Records contained in a dataset:
··········
//! Remote object-detection client.
//!
//! Sends frames to a pretrained detector served over HTTP and returns its raw
//! candidates. The operating point travels with each request so the server
//! can prefilter, but the classifier adapter in `rc-core` re-applies it on
//! the response regardless.
//!
//! Wire format:
//! - request: `POST <endpoint>?conf=<f32>&iou=<f32>`, body = PNG frame
//! - response: `{"detections":[{"class_id":3,"confidence":0.91,"bbox":[x1,y1,x2,y2]}]}`
//! - error: `{"error":{"message":"..."}}` with a non-2xx status

use std::fmt;
use std::io::Cursor;
use std::time::Duration;

use rc_core::{Candidate, Detector, Frame, Thresholds};
use reqwest::header::CONTENT_TYPE;
use serde::Deserialize;
use thiserror::Error;

/// Default request timeout for detection calls.
const DEFAULT_TIMEOUT: Duration = Duration::from_secs(30);

/// Detection client errors.
#[derive(Debug, Error)]
pub enum DetectError {
    /// The endpoint URL was empty or malformed.
    #[error("invalid detector endpoint: {reason}")]
    InvalidEndpoint { reason: String },
    /// Failed to build HTTP client.
    #[error("failed to build HTTP client: {0}")]
    ClientBuild(#[source] reqwest::Error),
    /// Failed to start the runtime that drives requests.
    #[error("failed to start detector runtime: {0}")]
    Runtime(#[source] std::io::Error),
    /// Failed to encode the frame for upload.
    #[error("failed to encode frame: {0}")]
    Encode(#[from] image::ImageError),
    /// HTTP request failed.
    #[error("request failed: {0}")]
    Request(#[from] reqwest::Error),
    /// Detector returned an error response.
    #[error("detector error: {message}")]
    Api { message: String },
    /// Failed to parse response.
    #[error("invalid response: {0}")]
    InvalidResponse(String),
}

/// Blocking client for a remote detector.
///
/// Owns a current-thread runtime so the capture loop stays synchronous.
pub struct HttpDetector {
    http: reqwest::Client,
    endpoint: reqwest::Url,
    runtime: tokio::runtime::Runtime,
}

impl fmt::Debug for HttpDetector {
    fn fmt(&self, f: &mut fmt::Formatter<'_>) -> fmt::Result {
        f.debug_struct("HttpDetector")
            .field("endpoint", &self.endpoint.as_str())
            .finish_non_exhaustive()
    }
}

impl HttpDetector {
    /// Creates a client for the given endpoint URL.
    pub fn new(endpoint: &str) -> Result<Self, DetectError> {
        let endpoint = parse_endpoint(endpoint)?;

        let http = reqwest::Client::builder()
            .timeout(DEFAULT_TIMEOUT)
            .build()
            .map_err(DetectError::ClientBuild)?;
        let runtime = tokio::runtime::Builder::new_current_thread()
            .enable_all()
            .build()
            .map_err(DetectError::Runtime)?;

        Ok(Self {
            http,
            endpoint,
            runtime,
        })
    }

    pub fn endpoint(&self) -> &str {
        self.endpoint.as_str()
    }

    async fn request(
        &self,
        png: Vec<u8>,
        thresholds: &Thresholds,
    ) -> Result<Vec<Candidate>, DetectError> {
        let response = self
            .http
            .post(self.endpoint.clone())
            .query(&[("conf", thresholds.confidence()), ("iou", thresholds.iou())])
            .header(CONTENT_TYPE, "image/png")
            .body(png)
            .send()
            .await?;

        let status = response.status();
        let body = response.text().await?;
        if !status.is_success() {
            return Err(parse_api_error(&body).unwrap_or_else(|| DetectError::Api {
                message: format!("status {status}: {body}"),
            }));
        }
        parse_detections(&body)
    }
}

impl Detector for HttpDetector {
    type Error = DetectError;

    fn detect(
        &mut self,
        frame: &Frame,
        thresholds: &Thresholds,
    ) -> Result<Vec<Candidate>, DetectError> {
        let png = encode_png(frame)?;
        let candidates = self.runtime.block_on(self.request(png, thresholds))?;
        tracing::trace!(candidates = candidates.len(), "detector responded");
        Ok(candidates)
    }
}

fn parse_endpoint(endpoint: &str) -> Result<reqwest::Url, DetectError> {
    let trimmed = endpoint.trim();
    if trimmed.is_empty() {
        return Err(DetectError::InvalidEndpoint {
            reason: "endpoint cannot be empty".to_string(),
        });
    }
    let url = reqwest::Url::parse(trimmed).map_err(|err| DetectError::InvalidEndpoint {
        reason: err.to_string(),
    })?;
    if !matches!(url.scheme(), "http" | "https") {
        return Err(DetectError::InvalidEndpoint {
            reason: format!("unsupported scheme: {}", url.scheme()),
        });
    }
    Ok(url)
}

fn encode_png(frame: &Frame) -> Result<Vec<u8>, DetectError> {
    let mut buf = Cursor::new(Vec::new());
    frame.write_to(&mut buf, image::ImageFormat::Png)?;
    Ok(buf.into_inner())
}

fn parse_detections(body: &str) -> Result<Vec<Candidate>, DetectError> {
    #[derive(Deserialize)]
    struct Payload {
        #[serde(default)]
        detections: Vec<Candidate>,
    }

    let payload: Payload =
        serde_json::from_str(body).map_err(|err| DetectError::InvalidResponse(err.to_string()))?;
    Ok(payload.detections)
}

fn parse_api_error(body: &str) -> Option<DetectError> {
    #[derive(Deserialize)]
    struct ErrorPayload {
        error: ErrorDetails,
    }

    #[derive(Deserialize)]
    struct ErrorDetails {
        message: String,
    }

    serde_json::from_str::<ErrorPayload>(body)
        .ok()
        .map(|payload| DetectError::Api {
            message: payload.error.message,
        })
}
··········
What the task requires >> Copy each line from the data above that includes "image".

Exercise response >>
    Encode(#[from] image::ImageError),
            .header(CONTENT_TYPE, "image/png")
    frame.write_to(&mut buf, image::ImageFormat::Png)?;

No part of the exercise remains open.